Count the lines that contain the string "expected" in the records beneath, and respond with the number only.

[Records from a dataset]
▬▬▬
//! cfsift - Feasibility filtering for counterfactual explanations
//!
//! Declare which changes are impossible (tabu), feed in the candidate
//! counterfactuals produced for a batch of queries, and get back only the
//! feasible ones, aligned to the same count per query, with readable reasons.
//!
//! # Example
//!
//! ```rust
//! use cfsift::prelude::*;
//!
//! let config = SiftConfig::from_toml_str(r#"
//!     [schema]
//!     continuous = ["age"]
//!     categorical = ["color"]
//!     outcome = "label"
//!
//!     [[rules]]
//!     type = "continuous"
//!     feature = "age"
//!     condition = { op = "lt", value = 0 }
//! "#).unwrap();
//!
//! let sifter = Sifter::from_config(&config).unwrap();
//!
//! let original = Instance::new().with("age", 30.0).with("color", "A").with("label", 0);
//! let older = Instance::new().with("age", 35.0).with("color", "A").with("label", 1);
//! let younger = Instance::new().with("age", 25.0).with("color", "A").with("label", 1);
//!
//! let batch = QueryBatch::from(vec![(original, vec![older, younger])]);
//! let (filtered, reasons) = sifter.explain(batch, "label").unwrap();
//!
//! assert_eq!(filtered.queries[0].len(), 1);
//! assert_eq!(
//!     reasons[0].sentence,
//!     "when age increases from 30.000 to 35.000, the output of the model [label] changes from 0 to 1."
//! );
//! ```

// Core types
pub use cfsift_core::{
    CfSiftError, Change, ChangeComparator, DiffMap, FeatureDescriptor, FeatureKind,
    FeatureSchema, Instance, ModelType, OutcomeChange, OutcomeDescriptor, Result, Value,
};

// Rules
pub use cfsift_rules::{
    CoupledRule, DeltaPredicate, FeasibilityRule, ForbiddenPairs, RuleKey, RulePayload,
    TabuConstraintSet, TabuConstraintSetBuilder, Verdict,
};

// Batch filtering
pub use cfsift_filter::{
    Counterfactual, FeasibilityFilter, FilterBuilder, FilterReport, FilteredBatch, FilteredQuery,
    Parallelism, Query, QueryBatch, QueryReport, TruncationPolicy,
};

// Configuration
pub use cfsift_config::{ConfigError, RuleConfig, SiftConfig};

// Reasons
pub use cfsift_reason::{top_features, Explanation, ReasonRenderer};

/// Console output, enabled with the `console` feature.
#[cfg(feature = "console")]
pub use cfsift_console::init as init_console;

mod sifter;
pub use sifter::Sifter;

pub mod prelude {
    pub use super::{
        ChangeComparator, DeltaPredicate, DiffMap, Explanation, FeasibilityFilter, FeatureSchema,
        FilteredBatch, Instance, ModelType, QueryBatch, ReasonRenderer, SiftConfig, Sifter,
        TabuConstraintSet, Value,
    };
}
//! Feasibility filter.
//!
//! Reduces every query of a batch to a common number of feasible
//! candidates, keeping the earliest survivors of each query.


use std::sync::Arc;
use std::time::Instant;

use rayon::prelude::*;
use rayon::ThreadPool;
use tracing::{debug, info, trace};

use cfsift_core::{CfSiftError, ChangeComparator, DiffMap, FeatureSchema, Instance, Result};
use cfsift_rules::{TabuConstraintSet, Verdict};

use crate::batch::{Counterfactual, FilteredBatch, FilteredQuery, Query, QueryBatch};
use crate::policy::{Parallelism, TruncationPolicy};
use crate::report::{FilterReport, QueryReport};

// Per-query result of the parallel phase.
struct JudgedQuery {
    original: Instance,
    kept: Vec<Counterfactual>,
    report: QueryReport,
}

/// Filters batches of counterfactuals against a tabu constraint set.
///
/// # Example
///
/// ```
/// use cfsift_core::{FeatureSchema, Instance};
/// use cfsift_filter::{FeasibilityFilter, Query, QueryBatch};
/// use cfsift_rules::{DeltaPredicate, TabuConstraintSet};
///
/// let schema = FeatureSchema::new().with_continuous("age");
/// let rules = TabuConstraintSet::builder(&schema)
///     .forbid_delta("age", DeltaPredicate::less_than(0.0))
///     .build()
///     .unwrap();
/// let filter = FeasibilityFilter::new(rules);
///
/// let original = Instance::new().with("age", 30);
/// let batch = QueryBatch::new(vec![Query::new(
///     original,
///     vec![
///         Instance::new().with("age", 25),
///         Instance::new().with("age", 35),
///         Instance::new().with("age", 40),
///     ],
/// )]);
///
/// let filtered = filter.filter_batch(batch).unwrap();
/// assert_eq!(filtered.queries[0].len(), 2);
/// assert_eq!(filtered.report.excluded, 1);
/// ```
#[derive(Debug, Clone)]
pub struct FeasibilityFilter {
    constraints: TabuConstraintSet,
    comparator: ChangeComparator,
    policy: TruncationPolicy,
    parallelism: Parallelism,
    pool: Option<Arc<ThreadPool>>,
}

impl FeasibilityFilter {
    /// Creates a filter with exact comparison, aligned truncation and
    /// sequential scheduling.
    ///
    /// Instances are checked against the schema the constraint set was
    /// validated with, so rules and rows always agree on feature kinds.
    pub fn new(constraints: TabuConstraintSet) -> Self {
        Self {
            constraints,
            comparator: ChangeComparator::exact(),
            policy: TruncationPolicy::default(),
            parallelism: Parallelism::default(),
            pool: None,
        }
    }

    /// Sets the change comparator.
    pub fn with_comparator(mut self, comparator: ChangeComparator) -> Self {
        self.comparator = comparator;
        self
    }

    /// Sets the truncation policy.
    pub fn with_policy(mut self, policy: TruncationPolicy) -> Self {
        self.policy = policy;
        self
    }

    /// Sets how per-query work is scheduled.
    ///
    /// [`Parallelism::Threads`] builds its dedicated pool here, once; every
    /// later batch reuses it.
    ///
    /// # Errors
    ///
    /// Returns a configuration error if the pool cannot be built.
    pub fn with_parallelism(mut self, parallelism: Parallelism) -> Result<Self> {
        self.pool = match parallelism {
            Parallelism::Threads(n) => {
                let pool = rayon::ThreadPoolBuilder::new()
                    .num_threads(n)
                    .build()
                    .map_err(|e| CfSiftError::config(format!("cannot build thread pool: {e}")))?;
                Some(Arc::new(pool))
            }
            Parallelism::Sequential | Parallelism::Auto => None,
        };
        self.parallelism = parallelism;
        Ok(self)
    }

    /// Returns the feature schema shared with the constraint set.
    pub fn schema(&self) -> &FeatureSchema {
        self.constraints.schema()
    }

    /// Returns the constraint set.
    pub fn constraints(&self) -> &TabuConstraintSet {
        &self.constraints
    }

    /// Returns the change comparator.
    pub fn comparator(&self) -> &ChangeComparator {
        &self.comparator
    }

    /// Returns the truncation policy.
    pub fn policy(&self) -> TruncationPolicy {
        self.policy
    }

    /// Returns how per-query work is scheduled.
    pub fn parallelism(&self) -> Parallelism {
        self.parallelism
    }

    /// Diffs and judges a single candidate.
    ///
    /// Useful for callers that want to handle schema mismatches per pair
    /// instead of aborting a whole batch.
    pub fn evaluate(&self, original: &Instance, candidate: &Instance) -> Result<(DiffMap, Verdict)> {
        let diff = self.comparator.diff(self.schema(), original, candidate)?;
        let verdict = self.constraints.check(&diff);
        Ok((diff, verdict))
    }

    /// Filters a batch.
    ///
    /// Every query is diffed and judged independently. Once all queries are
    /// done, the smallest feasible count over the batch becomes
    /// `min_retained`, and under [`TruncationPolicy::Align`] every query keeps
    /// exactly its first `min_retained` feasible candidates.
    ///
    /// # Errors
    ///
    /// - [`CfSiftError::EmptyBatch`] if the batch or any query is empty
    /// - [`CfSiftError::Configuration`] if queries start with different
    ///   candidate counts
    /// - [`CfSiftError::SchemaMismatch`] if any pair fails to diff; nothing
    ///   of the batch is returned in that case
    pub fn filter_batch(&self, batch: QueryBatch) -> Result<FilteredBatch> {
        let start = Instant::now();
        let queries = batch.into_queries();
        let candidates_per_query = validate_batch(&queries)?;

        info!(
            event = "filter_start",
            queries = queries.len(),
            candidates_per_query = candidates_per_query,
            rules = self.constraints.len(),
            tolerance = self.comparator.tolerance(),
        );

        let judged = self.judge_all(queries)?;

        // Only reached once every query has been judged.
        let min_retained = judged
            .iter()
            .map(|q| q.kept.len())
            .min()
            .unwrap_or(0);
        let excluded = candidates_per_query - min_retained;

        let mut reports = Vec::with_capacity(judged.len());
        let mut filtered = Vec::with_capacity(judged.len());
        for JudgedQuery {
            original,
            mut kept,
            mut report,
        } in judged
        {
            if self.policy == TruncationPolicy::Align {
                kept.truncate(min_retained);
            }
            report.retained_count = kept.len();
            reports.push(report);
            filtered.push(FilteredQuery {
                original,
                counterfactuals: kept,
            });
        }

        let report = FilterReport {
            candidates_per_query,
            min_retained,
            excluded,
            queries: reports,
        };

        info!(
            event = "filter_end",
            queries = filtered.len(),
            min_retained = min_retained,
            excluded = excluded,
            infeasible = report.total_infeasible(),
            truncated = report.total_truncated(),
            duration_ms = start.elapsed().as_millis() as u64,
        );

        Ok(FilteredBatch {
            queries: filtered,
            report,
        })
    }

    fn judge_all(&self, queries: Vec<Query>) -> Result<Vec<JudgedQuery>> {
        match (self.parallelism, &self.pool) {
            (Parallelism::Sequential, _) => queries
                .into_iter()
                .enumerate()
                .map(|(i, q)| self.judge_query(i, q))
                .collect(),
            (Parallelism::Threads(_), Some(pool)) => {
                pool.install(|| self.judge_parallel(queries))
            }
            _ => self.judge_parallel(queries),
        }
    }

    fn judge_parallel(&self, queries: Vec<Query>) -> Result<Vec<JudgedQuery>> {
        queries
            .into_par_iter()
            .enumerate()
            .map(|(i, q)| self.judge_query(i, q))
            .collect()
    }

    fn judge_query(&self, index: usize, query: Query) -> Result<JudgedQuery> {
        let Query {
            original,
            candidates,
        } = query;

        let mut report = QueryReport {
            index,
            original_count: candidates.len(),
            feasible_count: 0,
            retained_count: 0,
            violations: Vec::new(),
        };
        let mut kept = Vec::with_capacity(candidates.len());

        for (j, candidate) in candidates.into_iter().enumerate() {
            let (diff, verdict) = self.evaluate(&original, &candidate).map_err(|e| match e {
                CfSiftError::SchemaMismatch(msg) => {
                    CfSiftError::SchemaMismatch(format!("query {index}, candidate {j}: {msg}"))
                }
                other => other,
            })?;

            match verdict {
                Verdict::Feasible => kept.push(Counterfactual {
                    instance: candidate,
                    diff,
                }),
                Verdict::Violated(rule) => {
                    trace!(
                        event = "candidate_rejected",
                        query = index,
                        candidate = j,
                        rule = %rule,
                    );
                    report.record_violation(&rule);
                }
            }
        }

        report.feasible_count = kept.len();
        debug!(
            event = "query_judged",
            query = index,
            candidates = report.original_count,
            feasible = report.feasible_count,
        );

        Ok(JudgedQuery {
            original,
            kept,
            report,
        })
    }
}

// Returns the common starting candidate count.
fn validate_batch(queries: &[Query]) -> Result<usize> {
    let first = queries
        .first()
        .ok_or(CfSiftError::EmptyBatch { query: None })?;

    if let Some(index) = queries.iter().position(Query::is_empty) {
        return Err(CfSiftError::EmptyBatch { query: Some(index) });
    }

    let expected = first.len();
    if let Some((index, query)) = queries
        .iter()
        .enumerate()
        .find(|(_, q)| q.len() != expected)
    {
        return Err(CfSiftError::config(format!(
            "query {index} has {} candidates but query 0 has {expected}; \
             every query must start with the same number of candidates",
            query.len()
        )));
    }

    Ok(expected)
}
▬▬▬
_Answer to this exercise_
4